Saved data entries
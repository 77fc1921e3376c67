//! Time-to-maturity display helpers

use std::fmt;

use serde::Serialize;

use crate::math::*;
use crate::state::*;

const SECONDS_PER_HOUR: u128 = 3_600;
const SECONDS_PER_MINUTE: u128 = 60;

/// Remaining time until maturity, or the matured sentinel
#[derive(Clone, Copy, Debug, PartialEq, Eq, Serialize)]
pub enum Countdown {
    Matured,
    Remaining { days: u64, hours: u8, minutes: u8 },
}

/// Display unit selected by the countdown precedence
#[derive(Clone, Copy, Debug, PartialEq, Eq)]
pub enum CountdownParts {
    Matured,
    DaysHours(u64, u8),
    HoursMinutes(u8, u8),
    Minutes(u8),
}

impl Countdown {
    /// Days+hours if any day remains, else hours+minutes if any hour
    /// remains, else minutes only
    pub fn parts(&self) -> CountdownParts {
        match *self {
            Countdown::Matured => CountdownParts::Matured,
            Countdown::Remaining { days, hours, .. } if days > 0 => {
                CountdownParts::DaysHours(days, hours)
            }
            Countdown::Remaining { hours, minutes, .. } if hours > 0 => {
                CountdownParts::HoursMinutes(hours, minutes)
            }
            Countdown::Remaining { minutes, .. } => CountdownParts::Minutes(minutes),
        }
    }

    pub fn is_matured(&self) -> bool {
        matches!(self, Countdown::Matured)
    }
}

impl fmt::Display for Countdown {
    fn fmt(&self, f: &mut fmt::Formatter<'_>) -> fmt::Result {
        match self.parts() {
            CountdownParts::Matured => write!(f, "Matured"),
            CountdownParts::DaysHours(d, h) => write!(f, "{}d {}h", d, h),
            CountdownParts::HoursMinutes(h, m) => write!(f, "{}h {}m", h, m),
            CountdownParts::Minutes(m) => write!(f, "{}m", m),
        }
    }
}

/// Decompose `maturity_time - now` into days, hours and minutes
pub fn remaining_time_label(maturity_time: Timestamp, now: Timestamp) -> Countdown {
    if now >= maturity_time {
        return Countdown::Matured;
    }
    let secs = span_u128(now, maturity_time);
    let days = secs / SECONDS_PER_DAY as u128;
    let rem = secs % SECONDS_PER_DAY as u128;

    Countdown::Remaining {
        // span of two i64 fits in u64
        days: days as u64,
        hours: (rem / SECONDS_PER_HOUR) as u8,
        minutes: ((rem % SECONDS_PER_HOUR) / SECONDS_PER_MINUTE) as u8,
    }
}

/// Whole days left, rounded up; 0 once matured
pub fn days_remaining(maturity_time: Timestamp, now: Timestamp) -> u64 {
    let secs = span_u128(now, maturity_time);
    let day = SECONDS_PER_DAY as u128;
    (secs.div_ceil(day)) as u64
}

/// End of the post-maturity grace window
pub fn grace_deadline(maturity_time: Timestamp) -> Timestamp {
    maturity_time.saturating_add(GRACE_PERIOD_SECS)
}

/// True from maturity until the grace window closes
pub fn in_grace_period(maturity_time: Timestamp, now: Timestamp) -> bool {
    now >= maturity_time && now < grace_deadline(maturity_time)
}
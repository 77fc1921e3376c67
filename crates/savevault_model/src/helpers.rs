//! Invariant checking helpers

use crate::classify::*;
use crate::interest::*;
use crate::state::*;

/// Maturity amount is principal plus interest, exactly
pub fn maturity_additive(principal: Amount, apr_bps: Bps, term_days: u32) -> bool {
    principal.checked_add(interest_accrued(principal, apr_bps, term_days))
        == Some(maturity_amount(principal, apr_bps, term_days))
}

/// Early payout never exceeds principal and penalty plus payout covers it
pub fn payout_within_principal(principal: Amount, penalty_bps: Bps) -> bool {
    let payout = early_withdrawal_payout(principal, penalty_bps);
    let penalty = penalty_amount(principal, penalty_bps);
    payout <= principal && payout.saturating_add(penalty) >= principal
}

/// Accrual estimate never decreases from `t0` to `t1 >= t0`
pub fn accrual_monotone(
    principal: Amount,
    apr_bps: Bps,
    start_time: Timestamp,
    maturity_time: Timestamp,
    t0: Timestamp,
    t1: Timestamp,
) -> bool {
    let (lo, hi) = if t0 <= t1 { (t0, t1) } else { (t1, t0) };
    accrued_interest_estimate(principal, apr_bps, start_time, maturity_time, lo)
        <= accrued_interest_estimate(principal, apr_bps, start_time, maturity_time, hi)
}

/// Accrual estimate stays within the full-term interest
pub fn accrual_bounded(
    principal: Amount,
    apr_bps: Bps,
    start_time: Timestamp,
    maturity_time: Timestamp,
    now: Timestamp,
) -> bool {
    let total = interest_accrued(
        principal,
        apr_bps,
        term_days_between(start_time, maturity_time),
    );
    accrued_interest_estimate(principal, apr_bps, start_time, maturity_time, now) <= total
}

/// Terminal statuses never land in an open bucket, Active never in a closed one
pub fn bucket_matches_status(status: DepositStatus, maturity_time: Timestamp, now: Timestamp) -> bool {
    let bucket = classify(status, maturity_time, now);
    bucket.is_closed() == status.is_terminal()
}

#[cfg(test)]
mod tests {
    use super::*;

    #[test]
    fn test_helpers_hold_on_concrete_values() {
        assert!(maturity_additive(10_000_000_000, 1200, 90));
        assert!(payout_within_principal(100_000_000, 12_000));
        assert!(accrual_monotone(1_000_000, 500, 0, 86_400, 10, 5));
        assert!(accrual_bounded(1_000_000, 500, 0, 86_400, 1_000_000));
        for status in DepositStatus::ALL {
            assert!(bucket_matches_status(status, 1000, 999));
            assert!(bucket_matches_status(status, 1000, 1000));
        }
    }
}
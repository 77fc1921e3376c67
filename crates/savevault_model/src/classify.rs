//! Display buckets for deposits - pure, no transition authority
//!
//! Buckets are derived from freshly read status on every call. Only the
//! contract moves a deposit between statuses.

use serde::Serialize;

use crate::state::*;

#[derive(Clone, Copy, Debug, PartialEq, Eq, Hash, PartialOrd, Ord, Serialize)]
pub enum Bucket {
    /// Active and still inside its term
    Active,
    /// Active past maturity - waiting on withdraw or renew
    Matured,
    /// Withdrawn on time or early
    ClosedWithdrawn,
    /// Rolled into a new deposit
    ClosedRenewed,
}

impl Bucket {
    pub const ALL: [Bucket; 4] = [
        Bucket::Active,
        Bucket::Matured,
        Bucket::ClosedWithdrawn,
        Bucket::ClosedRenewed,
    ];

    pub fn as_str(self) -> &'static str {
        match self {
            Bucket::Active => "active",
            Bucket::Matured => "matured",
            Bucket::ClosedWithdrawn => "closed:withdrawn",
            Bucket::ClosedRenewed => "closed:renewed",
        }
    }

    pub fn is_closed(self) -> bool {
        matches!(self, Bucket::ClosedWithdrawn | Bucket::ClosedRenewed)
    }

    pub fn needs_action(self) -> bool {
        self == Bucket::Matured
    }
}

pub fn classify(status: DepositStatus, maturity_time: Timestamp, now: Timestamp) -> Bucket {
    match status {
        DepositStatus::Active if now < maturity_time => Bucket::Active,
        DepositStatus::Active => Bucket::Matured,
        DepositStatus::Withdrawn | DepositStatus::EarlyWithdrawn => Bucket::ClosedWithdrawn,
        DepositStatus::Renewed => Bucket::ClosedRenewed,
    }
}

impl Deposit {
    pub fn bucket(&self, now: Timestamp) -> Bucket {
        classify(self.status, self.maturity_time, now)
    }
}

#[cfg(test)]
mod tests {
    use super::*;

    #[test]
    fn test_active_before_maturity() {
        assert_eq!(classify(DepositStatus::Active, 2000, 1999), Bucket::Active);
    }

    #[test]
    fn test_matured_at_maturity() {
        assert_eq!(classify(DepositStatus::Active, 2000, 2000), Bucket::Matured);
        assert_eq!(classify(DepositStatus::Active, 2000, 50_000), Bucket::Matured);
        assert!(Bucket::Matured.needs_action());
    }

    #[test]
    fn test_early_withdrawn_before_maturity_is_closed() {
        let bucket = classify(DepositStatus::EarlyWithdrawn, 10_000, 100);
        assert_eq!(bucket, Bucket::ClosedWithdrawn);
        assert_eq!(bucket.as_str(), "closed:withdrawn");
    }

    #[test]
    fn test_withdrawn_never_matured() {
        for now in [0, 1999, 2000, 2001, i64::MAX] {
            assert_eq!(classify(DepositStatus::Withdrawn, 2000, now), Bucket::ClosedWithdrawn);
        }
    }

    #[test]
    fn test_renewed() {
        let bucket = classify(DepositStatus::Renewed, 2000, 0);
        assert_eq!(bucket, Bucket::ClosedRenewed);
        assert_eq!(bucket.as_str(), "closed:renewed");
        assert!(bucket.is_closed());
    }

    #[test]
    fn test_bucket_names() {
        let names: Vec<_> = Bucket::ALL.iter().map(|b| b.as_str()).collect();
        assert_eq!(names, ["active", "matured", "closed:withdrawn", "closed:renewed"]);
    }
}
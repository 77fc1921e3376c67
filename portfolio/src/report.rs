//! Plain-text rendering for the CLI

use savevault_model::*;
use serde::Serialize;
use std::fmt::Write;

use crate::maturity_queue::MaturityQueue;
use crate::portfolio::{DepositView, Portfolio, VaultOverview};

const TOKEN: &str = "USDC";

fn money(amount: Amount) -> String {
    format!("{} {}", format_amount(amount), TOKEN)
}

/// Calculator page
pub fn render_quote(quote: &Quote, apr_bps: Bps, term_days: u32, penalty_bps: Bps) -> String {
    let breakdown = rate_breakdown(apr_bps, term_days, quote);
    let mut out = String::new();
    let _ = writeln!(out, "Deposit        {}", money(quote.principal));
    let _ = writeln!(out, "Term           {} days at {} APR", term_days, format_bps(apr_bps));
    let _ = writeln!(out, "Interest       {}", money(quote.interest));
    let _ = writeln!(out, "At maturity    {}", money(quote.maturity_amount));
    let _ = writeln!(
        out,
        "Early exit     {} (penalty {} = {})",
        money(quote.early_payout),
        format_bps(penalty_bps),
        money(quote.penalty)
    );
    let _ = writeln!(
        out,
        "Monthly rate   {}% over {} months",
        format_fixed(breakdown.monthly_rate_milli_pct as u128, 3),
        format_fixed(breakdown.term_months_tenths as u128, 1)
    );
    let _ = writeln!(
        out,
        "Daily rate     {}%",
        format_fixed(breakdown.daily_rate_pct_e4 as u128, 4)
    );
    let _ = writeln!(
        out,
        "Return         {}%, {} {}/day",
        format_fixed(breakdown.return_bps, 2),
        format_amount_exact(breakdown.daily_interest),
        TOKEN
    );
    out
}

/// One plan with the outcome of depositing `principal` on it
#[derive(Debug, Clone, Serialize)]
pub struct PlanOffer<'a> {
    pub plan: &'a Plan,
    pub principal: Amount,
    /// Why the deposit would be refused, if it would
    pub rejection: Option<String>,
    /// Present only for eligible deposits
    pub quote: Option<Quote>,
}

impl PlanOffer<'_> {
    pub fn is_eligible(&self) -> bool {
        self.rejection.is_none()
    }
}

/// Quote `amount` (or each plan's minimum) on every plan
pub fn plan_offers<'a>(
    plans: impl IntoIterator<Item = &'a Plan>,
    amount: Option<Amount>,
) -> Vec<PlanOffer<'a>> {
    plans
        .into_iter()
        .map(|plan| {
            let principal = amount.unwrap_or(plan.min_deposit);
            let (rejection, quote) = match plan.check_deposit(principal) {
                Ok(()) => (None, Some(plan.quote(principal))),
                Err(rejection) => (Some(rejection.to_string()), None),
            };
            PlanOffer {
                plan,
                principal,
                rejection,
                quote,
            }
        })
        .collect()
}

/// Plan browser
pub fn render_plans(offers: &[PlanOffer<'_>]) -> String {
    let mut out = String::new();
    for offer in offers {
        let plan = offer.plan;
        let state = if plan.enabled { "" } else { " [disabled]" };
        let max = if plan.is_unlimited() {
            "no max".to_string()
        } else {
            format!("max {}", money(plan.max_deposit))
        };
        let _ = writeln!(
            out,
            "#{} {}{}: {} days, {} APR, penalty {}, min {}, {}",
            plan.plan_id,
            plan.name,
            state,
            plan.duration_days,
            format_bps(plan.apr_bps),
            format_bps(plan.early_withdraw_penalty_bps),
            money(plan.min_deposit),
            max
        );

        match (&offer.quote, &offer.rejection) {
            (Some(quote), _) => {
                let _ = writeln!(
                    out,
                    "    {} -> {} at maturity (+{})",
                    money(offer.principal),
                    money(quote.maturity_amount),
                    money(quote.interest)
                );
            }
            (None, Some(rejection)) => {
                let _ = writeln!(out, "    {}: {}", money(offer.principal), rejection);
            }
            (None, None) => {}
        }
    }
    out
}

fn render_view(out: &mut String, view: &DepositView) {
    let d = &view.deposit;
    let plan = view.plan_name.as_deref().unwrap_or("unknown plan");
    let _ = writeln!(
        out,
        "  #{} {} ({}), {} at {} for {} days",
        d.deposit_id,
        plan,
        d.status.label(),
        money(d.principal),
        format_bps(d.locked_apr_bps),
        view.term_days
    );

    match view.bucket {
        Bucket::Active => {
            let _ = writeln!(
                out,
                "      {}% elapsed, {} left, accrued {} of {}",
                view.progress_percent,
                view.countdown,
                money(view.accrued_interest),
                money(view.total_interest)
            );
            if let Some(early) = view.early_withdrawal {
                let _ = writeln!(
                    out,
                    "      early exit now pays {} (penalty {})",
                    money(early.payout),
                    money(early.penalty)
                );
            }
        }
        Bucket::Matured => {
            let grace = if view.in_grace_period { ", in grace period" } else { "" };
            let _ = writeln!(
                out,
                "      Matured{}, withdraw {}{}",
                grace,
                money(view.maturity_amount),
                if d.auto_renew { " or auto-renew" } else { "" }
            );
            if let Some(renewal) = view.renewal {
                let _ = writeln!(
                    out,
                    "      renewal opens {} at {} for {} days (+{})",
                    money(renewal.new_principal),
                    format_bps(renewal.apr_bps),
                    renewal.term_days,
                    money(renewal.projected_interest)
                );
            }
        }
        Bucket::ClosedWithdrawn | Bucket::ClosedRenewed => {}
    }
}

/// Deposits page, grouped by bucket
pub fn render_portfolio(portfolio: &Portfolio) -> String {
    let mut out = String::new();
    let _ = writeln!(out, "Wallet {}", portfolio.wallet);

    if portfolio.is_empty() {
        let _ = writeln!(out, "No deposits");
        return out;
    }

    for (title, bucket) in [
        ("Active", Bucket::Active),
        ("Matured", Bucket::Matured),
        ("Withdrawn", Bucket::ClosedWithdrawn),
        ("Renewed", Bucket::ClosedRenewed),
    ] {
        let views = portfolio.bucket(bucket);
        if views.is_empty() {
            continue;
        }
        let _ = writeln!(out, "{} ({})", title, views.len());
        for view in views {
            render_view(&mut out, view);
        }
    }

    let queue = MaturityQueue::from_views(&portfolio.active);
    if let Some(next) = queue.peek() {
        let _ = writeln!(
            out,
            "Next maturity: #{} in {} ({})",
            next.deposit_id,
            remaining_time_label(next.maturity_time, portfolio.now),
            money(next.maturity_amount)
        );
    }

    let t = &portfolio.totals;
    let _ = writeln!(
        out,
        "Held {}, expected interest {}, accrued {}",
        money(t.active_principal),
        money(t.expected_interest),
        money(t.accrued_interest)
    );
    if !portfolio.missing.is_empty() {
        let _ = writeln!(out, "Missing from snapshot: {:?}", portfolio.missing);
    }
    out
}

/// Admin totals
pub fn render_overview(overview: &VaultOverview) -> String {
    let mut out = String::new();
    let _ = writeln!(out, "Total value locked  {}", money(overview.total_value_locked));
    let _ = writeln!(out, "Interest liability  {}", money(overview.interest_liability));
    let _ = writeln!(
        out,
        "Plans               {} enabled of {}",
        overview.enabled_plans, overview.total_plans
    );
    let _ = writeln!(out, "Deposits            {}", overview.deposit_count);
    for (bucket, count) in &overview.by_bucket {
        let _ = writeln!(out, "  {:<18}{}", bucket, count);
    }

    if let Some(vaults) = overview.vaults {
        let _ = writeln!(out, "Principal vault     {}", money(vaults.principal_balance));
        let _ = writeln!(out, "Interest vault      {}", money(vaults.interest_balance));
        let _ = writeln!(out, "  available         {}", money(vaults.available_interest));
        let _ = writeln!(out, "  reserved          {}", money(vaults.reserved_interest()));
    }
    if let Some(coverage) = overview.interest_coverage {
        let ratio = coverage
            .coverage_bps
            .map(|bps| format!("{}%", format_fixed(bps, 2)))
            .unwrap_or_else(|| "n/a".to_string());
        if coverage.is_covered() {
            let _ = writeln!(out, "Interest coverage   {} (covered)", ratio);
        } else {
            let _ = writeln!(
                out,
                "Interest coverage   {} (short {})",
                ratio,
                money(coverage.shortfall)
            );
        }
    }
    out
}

What you need to do
Take the line above containing "format_fixed(breakdown.term_months_tenths as u128, 1)", the line containing "pub fn is_eligible(&self)", and all lines in between, and copy them exactly without anything else.

Finished exercise
        format_fixed(breakdown.term_months_tenths as u128, 1)
    );
    let _ = writeln!(
        out,
        "Daily rate     {}%",
        format_fixed(breakdown.daily_rate_pct_e4 as u128, 4)
    );
    let _ = writeln!(
        out,
        "Return         {}%, {} {}/day",
        format_fixed(breakdown.return_bps, 2),
        format_amount_exact(breakdown.daily_interest),
        TOKEN
    );
    out
}

/// One plan with the outcome of depositing `principal` on it
#[derive(Debug, Clone, Serialize)]
pub struct PlanOffer<'a> {
    pub plan: &'a Plan,
    pub principal: Amount,
    /// Why the deposit would be refused, if it would
    pub rejection: Option<String>,
    /// Present only for eligible deposits
    pub quote: Option<Quote>,
}

impl PlanOffer<'_> {
    pub fn is_eligible(&self) -> bool {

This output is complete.